_Data to use_
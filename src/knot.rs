//! Knot hash: a circle of marks is pinched and twisted by a sequence of
//! lengths, then folded into a 16-byte digest.
//!
//! ```
//! use aoc2017::knot::knot_digest;
//!
//! assert_eq!(knot_digest("AoC 2017").unwrap(), "33efeb34ea91902bb2f59c9920caa6cd");
//! ```

use itertools::Itertools;
use tracing::{debug, trace};

use crate::error::KnotError;

/// Marks on the canonical string, and the longest identity ring of bytes.
pub const RING_CAPACITY: usize = 256;
/// Sparse hash values folded into each dense hash byte.
pub const BLOCK_LEN: usize = 16;
/// Passes over the length sequence when building a sparse hash.
pub const ROUNDS: usize = 64;
/// Lengths appended to the character codes of a digest input.
pub const TRAILER: [usize; 5] = [17, 31, 73, 47, 23];

/// A circular sequence of byte values whose length is fixed once built.
#[derive(Debug, Clone, PartialEq, Eq)]
pub struct Ring(Vec<u8>);

impl Ring {
    pub fn new(values: &[u8]) -> Result<Ring, KnotError> {
        if values.is_empty() {
            return Err(KnotError::MalformedRing {len: 0, reason: "a ring needs at least one mark"});
        }
        Ok(Ring(values.to_vec()))
    }

    /// The marks `0, 1, ..., len - 1` in order.
    pub fn identity(len: usize) -> Result<Ring, KnotError> {
        if len == 0 || len > RING_CAPACITY {
            return Err(KnotError::MalformedRing {len, reason: "an identity ring holds between 1 and 256 marks"});
        }
        Ok(Ring((0 .. len).map(|x| x as u8).collect()))
    }

    pub fn len(&self) -> usize {self.0.len()}

    pub fn is_empty(&self) -> bool {self.0.is_empty()}

    pub fn as_slice(&self) -> &[u8] {&self.0}
}

/// The ring together with the cursor and skip size carried between pinches.
#[derive(Debug, Clone, PartialEq, Eq)]
pub struct KnotHasher {
    ring: Ring,
    cursor: usize,
    skip: usize,
}

impl KnotHasher {
    pub fn new(ring: Ring) -> KnotHasher {KnotHasher {ring, cursor: 0, skip: 0}}

    pub fn ring(&self) -> &Ring {&self.ring}

    pub fn into_ring(self) -> Ring {self.ring}

    pub fn cursor(&self) -> usize {self.cursor}

    pub fn skip(&self) -> usize {self.skip}

    /// The mark under the cursor.
    pub fn current_value(&self) -> u8 {self.ring.0[self.cursor]}

    /// Reverses the `length` marks starting at the cursor, wrapping past the
    /// end of the ring, then moves the cursor by `length + skip`.
    pub fn tie(&mut self, length: usize) {
        let n = self.ring.len();
        trace!(length, cursor = self.cursor, skip = self.skip, "pinch");
        if length <= n {
            for k in 0 .. length / 2 {
                self.ring.0.swap((self.cursor + k) % n, (self.cursor + length - 1 - k) % n);
            }
        } else {
            // the window laps the ring and the last write to a slot wins, so only
            // the final n window positions matter
            let before = self.ring.0.clone();
            for j in 0 .. n {
                self.ring.0[(self.cursor + length % n + j) % n] = before[(self.cursor + n - 1 - j) % n];
            }
        }
        self.cursor = (self.cursor + length % n + self.skip % n) % n;
        self.skip += 1;
    }

    /// Like [`KnotHasher::tie`], but leaves `self` alone and returns the next state.
    pub fn pinch(&self, length: usize) -> KnotHasher {
        let mut next = self.clone();
        next.tie(length);
        next
    }

    pub fn apply_sequence(mut self, lengths: &[usize]) -> KnotHasher {
        for &length in lengths {
            self.tie(length);
        }
        self
    }
}

/// Runs `lengths` over `initial` [`ROUNDS`] times, keeping cursor and skip
/// size across rounds. The lengths are used as given; see [`byte_lengths`]
/// for the trailer.
pub fn sparse_hash(initial: Ring, lengths: &[usize]) -> Ring {
    let mut hasher = KnotHasher::new(initial);
    for round in 0 .. ROUNDS {
        hasher = hasher.apply_sequence(lengths);
        debug!(round, cursor = hasher.cursor, skip = hasher.skip, "knot round done");
    }
    hasher.into_ring()
}

/// XORs each block of [`BLOCK_LEN`] marks into one byte.
pub fn dense_hash(sparse: &Ring) -> Result<Vec<u8>, KnotError> {
    if sparse.len() % BLOCK_LEN != 0 {
        return Err(KnotError::MalformedRing {len: sparse.len(), reason: "length must be a multiple of 16"});
    }
    Ok(sparse.as_slice().chunks_exact(BLOCK_LEN)
             .map(|block| block.iter().fold(0u8, |acc, &x| acc ^ x))
             .collect())
}

pub fn to_hex(digest: &[u8]) -> String {hex::encode(digest)}

/// Product of the first two marks.
pub fn checksum(ring: &Ring) -> Result<u32, KnotError> {
    let Some((a, b)) = ring.as_slice().iter().copied().take(2).collect_tuple::<(u8, u8)>() else {
        return Err(KnotError::MalformedRing {len: ring.len(), reason: "checksum needs two marks"});
    };
    Ok(a as u32 * b as u32)
}

/// Lengths written as comma-separated decimals, e.g. `3, 4, 1, 5`.
pub fn pinch_lengths(input: &str) -> Result<Vec<usize>, KnotError> {
    input.trim().split(',').map(|token| {
        let token = token.trim();
        token.parse().map_err(|_| KnotError::InvalidInput {token: token.to_string()})
    }).collect()
}

/// Character codes of the trimmed input followed by [`TRAILER`].
pub fn byte_lengths(input: &str) -> Vec<usize> {
    input.trim().bytes().map(usize::from).chain(TRAILER).collect()
}

/// The 32-character lowercase hex knot hash of `input`.
pub fn knot_digest(input: &str) -> Result<String, KnotError> {
    let sparse = sparse_hash(Ring::identity(RING_CAPACITY)?, &byte_lengths(input));
    Ok(to_hex(&dense_hash(&sparse)?))
}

_What you should do_
In the records above, some lines hold the word "then"; copy each such line.

_Exercise answer_
//! lengths, then folded into a 16-byte digest.
    /// end of the ring, then moves the cursor by `length + skip`.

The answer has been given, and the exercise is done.